## PROBLEM STATEMENT
With the line that contains "if let Some(error)" as the first line, output exactly every line through the end of the material.

## RECORD EXCERPTS
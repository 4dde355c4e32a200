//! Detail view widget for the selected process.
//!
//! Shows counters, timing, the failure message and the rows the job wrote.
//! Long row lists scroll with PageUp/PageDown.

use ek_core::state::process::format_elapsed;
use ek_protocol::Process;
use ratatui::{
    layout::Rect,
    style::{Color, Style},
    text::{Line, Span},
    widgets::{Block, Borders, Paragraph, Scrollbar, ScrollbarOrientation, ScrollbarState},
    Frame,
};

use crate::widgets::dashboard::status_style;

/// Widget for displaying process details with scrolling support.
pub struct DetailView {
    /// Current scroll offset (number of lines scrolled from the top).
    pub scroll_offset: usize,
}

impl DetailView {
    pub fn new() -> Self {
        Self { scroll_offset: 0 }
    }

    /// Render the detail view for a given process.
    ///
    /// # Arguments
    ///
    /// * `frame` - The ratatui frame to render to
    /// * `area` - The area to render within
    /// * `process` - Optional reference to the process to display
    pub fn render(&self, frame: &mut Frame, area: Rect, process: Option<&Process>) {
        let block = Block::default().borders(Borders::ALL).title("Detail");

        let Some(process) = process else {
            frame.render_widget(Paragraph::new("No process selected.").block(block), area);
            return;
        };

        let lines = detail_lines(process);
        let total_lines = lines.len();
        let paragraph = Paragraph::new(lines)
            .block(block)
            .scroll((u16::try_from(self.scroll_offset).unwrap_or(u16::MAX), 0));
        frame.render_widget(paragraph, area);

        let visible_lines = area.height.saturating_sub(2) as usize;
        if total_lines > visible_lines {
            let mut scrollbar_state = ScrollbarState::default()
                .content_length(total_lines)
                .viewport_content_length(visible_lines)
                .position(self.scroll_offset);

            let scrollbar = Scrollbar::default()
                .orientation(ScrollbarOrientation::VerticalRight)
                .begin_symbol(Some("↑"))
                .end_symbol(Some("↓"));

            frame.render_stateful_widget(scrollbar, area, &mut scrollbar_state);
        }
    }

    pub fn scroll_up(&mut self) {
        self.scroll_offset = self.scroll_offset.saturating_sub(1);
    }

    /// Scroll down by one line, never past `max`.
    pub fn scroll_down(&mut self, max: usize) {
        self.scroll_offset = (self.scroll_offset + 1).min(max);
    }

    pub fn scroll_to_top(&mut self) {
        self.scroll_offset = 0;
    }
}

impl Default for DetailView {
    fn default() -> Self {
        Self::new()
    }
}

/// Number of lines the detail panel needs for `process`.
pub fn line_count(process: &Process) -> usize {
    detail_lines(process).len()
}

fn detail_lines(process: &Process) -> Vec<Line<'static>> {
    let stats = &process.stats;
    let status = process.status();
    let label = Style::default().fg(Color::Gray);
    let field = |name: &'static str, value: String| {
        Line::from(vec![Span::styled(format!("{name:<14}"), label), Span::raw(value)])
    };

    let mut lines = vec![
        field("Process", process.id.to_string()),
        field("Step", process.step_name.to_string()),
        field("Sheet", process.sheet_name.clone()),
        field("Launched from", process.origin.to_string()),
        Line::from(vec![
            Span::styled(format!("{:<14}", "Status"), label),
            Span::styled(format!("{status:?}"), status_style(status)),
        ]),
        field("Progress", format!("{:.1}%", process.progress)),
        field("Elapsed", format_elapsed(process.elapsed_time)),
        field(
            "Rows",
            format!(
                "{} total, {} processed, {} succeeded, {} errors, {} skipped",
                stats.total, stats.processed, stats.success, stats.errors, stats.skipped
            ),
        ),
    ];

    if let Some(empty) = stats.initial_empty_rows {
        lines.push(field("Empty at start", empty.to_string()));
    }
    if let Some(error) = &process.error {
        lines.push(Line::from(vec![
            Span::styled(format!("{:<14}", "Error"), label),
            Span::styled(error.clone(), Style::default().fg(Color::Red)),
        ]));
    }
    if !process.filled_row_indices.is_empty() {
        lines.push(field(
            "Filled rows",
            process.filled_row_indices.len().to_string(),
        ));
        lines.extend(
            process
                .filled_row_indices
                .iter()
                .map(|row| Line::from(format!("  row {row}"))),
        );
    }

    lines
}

## WRITTEN ANSWER
    if let Some(error) = &process.error {
        lines.push(Line::from(vec![
            Span::styled(format!("{:<14}", "Error"), label),
            Span::styled(error.clone(), Style::default().fg(Color::Red)),
        ]));
    }
    if !process.filled_row_indices.is_empty() {
        lines.push(field(
            "Filled rows",
            process.filled_row_indices.len().to_string(),
        ));
        lines.extend(
            process
                .filled_row_indices
                .iter()
                .map(|row| Line::from(format!("  row {row}"))),
        );
    }

    lines
}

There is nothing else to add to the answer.